Le vieux replia sa feuille fripée, la rangea dans la poche de sa jupe et quitta l’assemblée.
Nous, on s’était répandus dans un petit verger d’altitude, cherchant l’ombre des arbustes. Nous avions déjà pas mal marché et les enseignements de Nur nous menaient doucement mais sûrement vers la somnolence. On baillait. Les discours du vieux étaient comme taillés sur mesure pour s’endormir. On avait l’habitude. Chaque été qui passait, il ressortait sa feuille et sa soupe aux cailloux. Même pas certain qu’il nous reconnaisse. Pourtant, on était fidèles. Avec Ruben, Marie, Atem, Olivier, Mo, Mina et maintenant Sfax, cela faisait des années qu’on faisait le Grand Tour.
« Elle est toujours là ».
Ruben montrait du doigt un oiseau qui tournoyait en créant de grands cercles ouverts au-delà des cimes.
« C’est une buse, non ? ».
« Je ne sais pas, je n’en ai jamais vue » a fait Sfax.
Le sac de Ruben était posé sur l’herbe, il en tira des jumelles.
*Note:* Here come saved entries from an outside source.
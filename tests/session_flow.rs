//! Session level flows: fragmentation of large replies, command overlap, idle expiry

#![allow(clippy::unwrap_used, clippy::expect_used, clippy::panic)]

use std::net::SocketAddr;
use std::sync::{Arc, Mutex};
use std::time::Duration;

use source_query_protocol::core::message::{A2sInfo, Rule, S2aInfo, S2aPlayer, S2aRules};
use source_query_protocol::core::packet::Packet;
use source_query_protocol::core::registry::MessageRegistry;
use source_query_protocol::error::ProtocolError;
use source_query_protocol::protocol::client::ClientSession;
use source_query_protocol::protocol::handler::{
    ClientSessionHandler, ClientSettings, ServerSessionHandler,
};
use source_query_protocol::protocol::server::{CommandHandler, ServerSettings};
use source_query_protocol::protocol::session::{Session, SessionState};
use source_query_protocol::{Frame, Message, Result};

fn many_rules(count: usize) -> S2aRules {
    S2aRules {
        rules: (0..count)
            .map(|i| Rule::new(format!("key_{i:03}"), format!("value number {i}")))
            .collect(),
    }
}

struct RulesOnly;

impl CommandHandler for RulesOnly {
    fn info(&self, _request: &A2sInfo) -> Result<Frame> {
        Frame::from_message(Message::S2aInfo(S2aInfo::default()), 1248)
    }

    fn rules(&self) -> Result<Frame> {
        Frame::from_message(Message::S2aRules(many_rules(255)), 1248)
    }

    fn players(&self) -> Result<Frame> {
        Frame::from_message(Message::S2aPlayer(S2aPlayer::default()), 1248)
    }
}

fn server(idle_ttl: Duration) -> ServerSessionHandler {
    ServerSessionHandler::for_server(
        ServerSettings::default(),
        Arc::new(RulesOnly),
        Arc::new(MessageRegistry::new()),
        idle_ttl,
    )
}

fn first_packet(message: Message) -> Packet {
    Frame::from_message(message, 1248)
        .unwrap()
        .packets()
        .next()
        .unwrap()
        .clone()
}

fn challenge_from(frame: Option<Frame>) -> i32 {
    match frame.and_then(Frame::into_message) {
        Some(Message::S2cChallenge(reply)) => reply.challenge,
        other => panic!("expected a challenge, got {other:?}"),
    }
}

#[test]
fn test_255_rules_fragment_and_reassemble_in_reverse() {
    let reply = Message::S2aRules(many_rules(255));
    let frame = Frame::from_message(reply.clone(), 1248).unwrap();
    assert!(frame.total() > 1);

    let mut client = ClientSession::default();
    client.send_command(Message::rules_request()).unwrap();

    let packets: Vec<Packet> = frame.packets().cloned().collect();
    for packet in packets.into_iter().rev() {
        assert!(client.consume_packet(packet).unwrap().is_none());
    }

    assert!(client.response_ok());
    match client.response() {
        Some(Message::S2aRules(rules)) => {
            assert_eq!(rules.rules.len(), 255);
            assert_eq!(rules.rules[0].name, "key_000");
            assert_eq!(rules.rules[254].value, "value number 254");
        }
        other => panic!("unexpected {other:?}"),
    }
    assert_eq!(client.response(), Some(&reply));
}

#[test]
fn test_distinct_endpoints_get_independent_challenges() {
    let server = server(Duration::from_secs(60));
    let a: SocketAddr = "192.0.2.1:1000".parse().unwrap();
    let b: SocketAddr = "192.0.2.2:1000".parse().unwrap();

    let ca = challenge_from(server.consume(a, first_packet(Message::info_request())).unwrap());
    let cb = challenge_from(server.consume(b, first_packet(Message::info_request())).unwrap());

    assert_eq!(server.session(a, |s| s.challenge()).unwrap(), Some(Some(ca)));
    assert_eq!(server.session(b, |s| s.challenge()).unwrap(), Some(Some(cb)));

    // Each challenge only works from its own endpoint
    let mut stolen = Message::rules_request();
    stolen.set_challenge(Some(ca));
    if ca != cb {
        assert!(matches!(
            server.consume(b, first_packet(stolen)),
            Err(ProtocolError::WrongChallenge)
        ));
    }
}

#[test]
fn test_outstanding_command_blocks_until_reset() {
    let client = ClientSessionHandler::for_client(
        Arc::new(MessageRegistry::new()),
        ClientSettings::default(),
    );
    let addr: SocketAddr = "192.0.2.9:27015".parse().unwrap();

    client.send_command(addr, Message::info_request()).unwrap();
    assert!(matches!(
        client.send_command(addr, Message::rules_request()),
        Err(ProtocolError::PreviousCommandNotCompleted)
    ));

    client.session(addr, ClientSession::reset).unwrap();
    client.send_command(addr, Message::rules_request()).unwrap();
}

#[test]
fn test_full_exchange_with_response_hook() {
    let server = server(Duration::from_secs(60));
    let seen = Arc::new(Mutex::new(Vec::new()));
    let hook_seen = seen.clone();
    let mut client = ClientSession::default().with_response_hook(Arc::new(move |m: &Message| {
        hook_seen.lock().unwrap().push(m.header());
    }));
    let peer: SocketAddr = "192.0.2.5:5000".parse().unwrap();

    let mut outgoing = client.send_command(Message::rules_request()).unwrap();
    while !client.response_ok() {
        let mut reply = None;
        for packet in outgoing.packets().cloned() {
            reply = server.consume(peer, packet).unwrap();
        }
        let reply = reply.expect("server answers every complete command");
        let mut resend = None;
        for packet in reply.packets().cloned() {
            resend = client.consume_packet(packet).unwrap();
        }
        if let Some(frame) = resend {
            outgoing = frame;
        }
    }

    assert_eq!(*seen.lock().unwrap(), vec![0x45]);
    assert!(client.challenge().is_some());
}

#[test]
fn test_idle_sessions_swept() {
    let server = server(Duration::from_millis(20));
    let addr: SocketAddr = "192.0.2.3:2000".parse().unwrap();
    server.consume(addr, first_packet(Message::info_request())).unwrap();
    assert!(server.contains(addr));

    std::thread::sleep(Duration::from_millis(60));
    assert_eq!(server.sweep().unwrap(), 1);
    assert!(!server.contains(addr));
    assert!(server.is_empty());
}

#[test]
fn test_session_enum_dispatches_by_role() {
    let mut session = Session::from(ClientSession::default());
    let packet = first_packet(Message::challenge_reply(1));
    assert!(matches!(
        session.consume_packet(packet),
        Err(ProtocolError::NoPendingCommand)
    ));
}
Presque rien ne bougeait. L’air était épais. Au matin, lorsque nous avions quitté le camp, il faisait déjà 26 degrés. Maintenant que midi était passé, même respirer devenait pénible.
« Mais qu’est-ce qu’elle fait à tourner comme ça ? a demandé Atem ». Il avait raison : aucun mulot, aucune couleuvre, aucun lapereau ne se risquerait à quitter son trou dans cette touffeur. Elle allait rentrer bredouille, son bel effort serait vain, c’était beau comme expliquer le réchauffement à un climatosceptique et aussi inutile.
« Elle cherche le frais, voilà ce qu’elle fait, a dit Nur qui s’était emparé d’une gourde. Elle est mieux là-haut que vous ici ». Le vieux était de retour. Il n’allait jamais bien loin et gardait l’œil à tout. A son âge, on ne disait plus qu’il était un voleur, juste qu’il s’adaptait. La gourde que Mo avait imprudemment laissé traîner, il l’avait engloutie d’un coup. Pas sûr non plus que Mo la récupère.
« Dites, Nur, tant qu’on y est : pour vous, qu’est-ce qui est devenu rare ? ». Mina s’était redressée et avait sorti son carnet. C’était parti. Le Grand Tour commençait. « Ça ne doit pas être obligatoirement des choses concrètes, mais aussi des trucs plus immatériels, ce qui vous manque quoi, ce qui n’est plus là du tout, ce qui qui diminue et dont on aurait besoin ou envie, ce qui n’est pas encore là et dont on aurait envie ou besoin, vous voyez, quoi… Même des choses qui n’ont jamais été là ou qu’on ne voit peut-être pas, justement parce qu’elles sont rares… ».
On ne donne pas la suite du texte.